No matter where you go, you will make that place HOME because it's where your family will be. The three of you.
The prospect of moving is incredibly scary and you do feel adrift for some time. But you figure it out and make that new place work for you. As I've said before though, sometimes you need to make a move as scary as it might be. I think we keep ourselves in places because they're comfortable, but not necessarily the best option. Only because we're afraid of what we don't know.
My parents divorced when I was 8 and we moved around almost every year. At least every time the lease expired. Cris and I have now lived in 3 different states together. The first couple of months are difficult, there's no lying about that. It does take some time to get your bearings about you again. But we look at it as a new adventure. A new place to explore.
More importantly, a new place to start the new chaper of our life together!
G/L!
I grew up in cities (3 of 'em) so I orient to large buildings. I'm quite serious....cities make me feel at home. However, one city in particular seems to have imprinted on me more than another -- not where I was born, but where I lived from ages 4 to 10. After we moved I didn't return until I was 22....and it was a homecoming.
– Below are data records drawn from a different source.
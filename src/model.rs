use std::fmt;

use chrono::{DateTime, Duration, Utc};
use rust_decimal::Decimal;
use serde::{Deserialize, Serialize};

/// Candle timeframe supported by the pipeline.
///
/// String representations match the config file format (e.g. `"1m"`, `"1h"`).
#[derive(Debug, Clone, Copy, PartialEq, Eq, Hash, Serialize, Deserialize)]
pub enum TimeFrame {
    Min1,
    Min3,
    Min5,
    Min15,
    Min30,
    Hour1,
    Hour4,
    Day1,
}

impl TimeFrame {
    /// Parse a config-format string into a `TimeFrame`.
    pub fn from_str(s: &str) -> Option<Self> {
        match s {
            "1m" => Some(Self::Min1),
            "3m" => Some(Self::Min3),
            "5m" => Some(Self::Min5),
            "15m" => Some(Self::Min15),
            "30m" => Some(Self::Min30),
            "1h" => Some(Self::Hour1),
            "4h" => Some(Self::Hour4),
            "1d" => Some(Self::Day1),
            _ => None,
        }
    }

    /// Return the config-format string representation.
    pub fn as_str(self) -> &'static str {
        match self {
            Self::Min1 => "1m",
            Self::Min3 => "3m",
            Self::Min5 => "5m",
            Self::Min15 => "15m",
            Self::Min30 => "30m",
            Self::Hour1 => "1h",
            Self::Hour4 => "4h",
            Self::Day1 => "1d",
        }
    }

    /// Binance kline interval strings happen to match the config format.
    pub fn binance_interval(self) -> &'static str {
        self.as_str()
    }

    pub fn duration(self) -> Duration {
        match self {
            Self::Min1 => Duration::minutes(1),
            Self::Min3 => Duration::minutes(3),
            Self::Min5 => Duration::minutes(5),
            Self::Min15 => Duration::minutes(15),
            Self::Min30 => Duration::minutes(30),
            Self::Hour1 => Duration::hours(1),
            Self::Hour4 => Duration::hours(4),
            Self::Day1 => Duration::days(1),
        }
    }

    /// Close time of the candle opening at `open_time`: one millisecond
    /// before the next interval starts.
    pub fn close_time(self, open_time: DateTime<Utc>) -> DateTime<Utc> {
        open_time + self.duration() - Duration::milliseconds(1)
    }
}

impl fmt::Display for TimeFrame {
    fn fmt(&self, f: &mut fmt::Formatter<'_>) -> fmt::Result {
        write!(f, "{}", self.as_str())
    }
}

/// One closed OHLCV interval. `open_time` is the natural key.
#[derive(Debug, Clone, PartialEq, Eq)]
pub struct Candle {
    pub open_time: DateTime<Utc>,
    pub open: Decimal,
    pub high: Decimal,
    pub low: Decimal,
    pub close: Decimal,
    pub volume: Decimal,
    pub close_time: DateTime<Utc>,
}

/// Indicator values derived for the candle with the same `open_time`.
///
/// A `None` field means the lookback for that indicator was not available
/// when the record was computed.
#[derive(Debug, Clone, PartialEq, Eq)]
pub struct IndicatorRecord {
    pub open_time: DateTime<Utc>,
    pub ema50: Option<Decimal>,
    pub ema200: Option<Decimal>,
    pub rsi14: Option<Decimal>,
    pub atr14: Option<Decimal>,
    pub bb_upper: Option<Decimal>,
    pub bb_middle: Option<Decimal>,
    pub bb_lower: Option<Decimal>,
    pub avg_volume20: Option<Decimal>,
}
use std::sync::Arc;
use std::sync::atomic::{AtomicBool, Ordering};

/// Process-wide "in progress" latch for one stage.
///
/// At most one [`FlightGuard`] exists at a time. A second caller is refused
/// immediately instead of waiting. The latch reopens when the guard drops,
/// which also covers early returns and panics.
#[derive(Debug, Clone, Default)]
pub struct SingleFlight {
    active: Arc<AtomicBool>,
}

impl SingleFlight {
    pub fn new() -> Self {
        Self::default()
    }

    pub fn try_acquire(&self) -> Option<FlightGuard> {
        self.active
            .compare_exchange(false, true, Ordering::AcqRel, Ordering::Acquire)
            .ok()
            .map(|_| FlightGuard {
                active: Arc::clone(&self.active),
            })
    }

    pub fn is_active(&self) -> bool {
        self.active.load(Ordering::Acquire)
    }
}

#[derive(Debug)]
pub struct FlightGuard {
    active: Arc<AtomicBool>,
}

impl Drop for FlightGuard {
    fn drop(&mut self) {
        self.active.store(false, Ordering::Release);
    }
}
I can't explain it, really, and it's certainly not about nature per se (although the park in my home neighborhood calls to me). It's just home.
I used to orient myself, in this city of mine, by two buildings in particular that aren't there anymore. (So that's enough being subtle about where I live.) Those were my mountains, my compass. That is still a gaping hole in my landscape. Aside from everything else associated with, you know, 9/11: my compass is missing. I can still see the hole.
I don't know why this crazy city is my home. Everyone else in my family lives in another state -- the one we moved to when I was ten-- and chides me for not joining them. Indeed....it's the one state where I could be legally married. But...it isn't home. I lived there for eight years and I have affection for the place, but I always rubbed against the knowledge that I wasn't home.